There is no specific PROM for use with patients who have an orbital prosthesis. We have therefore used a large number measures for a thorough preliminary service evaluation. However, patient fatigue and resultant degradation of data quality may occur when patients are required to complete excessive numbers of questionnaires. We have therefore used a statistical tool, PCA, in order to select a few high-yield questionnaires based on their data variance. Subsequent service evaluations that we will undertake will only use 2 out of the 8 FACE-Q questionnaires that we used for our initial evaluation. This should reduce patient fatigue, improve data quality and streamline the subsequent service evaluation. We would recommend PCA for refining service evaluations when there are no specific PROM.

Service evaluations are within the remit of clinical governance and not research. As a result they can provide broad although still valuable results to guide service provision decisions. However, they are not designed to evaluate potential confounding features such as depression, anxiety and reason for surgery with respect to PROM results. A feasibility study followed by a full clinical trial, within the sphere of research, would be able to compare and contrast the traditional artificial eye to the new high-definition artificial eye. This step-wise approach would allow for evaluation of the patient reported outcomes in the feasibility study, as there no specific outcomes for artificial eyes. And thereby allow a better understanding, evaluation and minimisation of potential sources of bias in the full study. We plan to further evaluate the novel high-definition artificial eye with this approach.
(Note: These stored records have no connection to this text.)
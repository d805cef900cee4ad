//! Structural IR domain models

mod ir_document;

pub use ir_document::IrDocument;
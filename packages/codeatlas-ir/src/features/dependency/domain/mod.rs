//! Dependency graph domain models

mod models;

pub use models::{
    BoundaryViolation, DependencyEdge, DependencyNode, DependencyNodeKind, ImpactReport,
    WorkspaceBoundary, WorkspacePackage, WorkspaceType,
};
The results of this service evaluation will be disseminated to key stakeholders within the provision of orbital prosthesis within our region and also nationally, in the hope of making substantial changes and informing funding provisions [18]. This aligns with the primary goal of evaluations in engaging stakeholders as active participants in the process and that the findings will be meaningful and useful to those ultimately responsible for assessing and improving the service. Regarding this service the key stakeholders involved are the participants (patients), active respondents such as local Eye Clinic Liaison Officers and Royal National Institute of Blind People, consultants such as NAES and Specialist Commissioning Services Group representation, and the clinical team caring for the patients – Oculoplastic Surgery, Medical Imaging, Maxillofacial Prosthesis and Maxillofacial Surgery departments.

Conclusion

We hope to demonstrate the importance of service evaluations with respect to rapidly evolving technological advances in medical devices, pharmaceuticals and imaging modalities. Procurement justification for novel medical devices is becoming increasingly focused on value rather than price alone, which has made PROMs more widely used in their evaluation. This is becoming especially important with increasing technological advances that need to be balanced against rising healthcare costs. Further feasibility and full clinical studies are required to confirm the positive results of the novel artificial eye service we have evaluated with respect to the traditional approach.

Summary

What was known before

  • Healthcare technology advances have reduced mortality and morbidity, increased longevity and improved quality of life for people worldwide. However, this has also resulted in ever increasing healthcare costs. Ocular prostheses manufacture involving hand painting has changed little over the last century. There is a demand for improved aesthetics, personalisation and service provision from patients.

What this study adds

  • Service evaluations are important to efficiently incorporate rapidly evolving technological advances in medical devices, pharmaceuticals and imaging modalities. Patient reported outcome measures are increasingly used to demonstrate value and justify procurement of novel medical devices. Overall, patients had positive outcome measures with this new prosthesis. Further research will help to formally quantify the differences.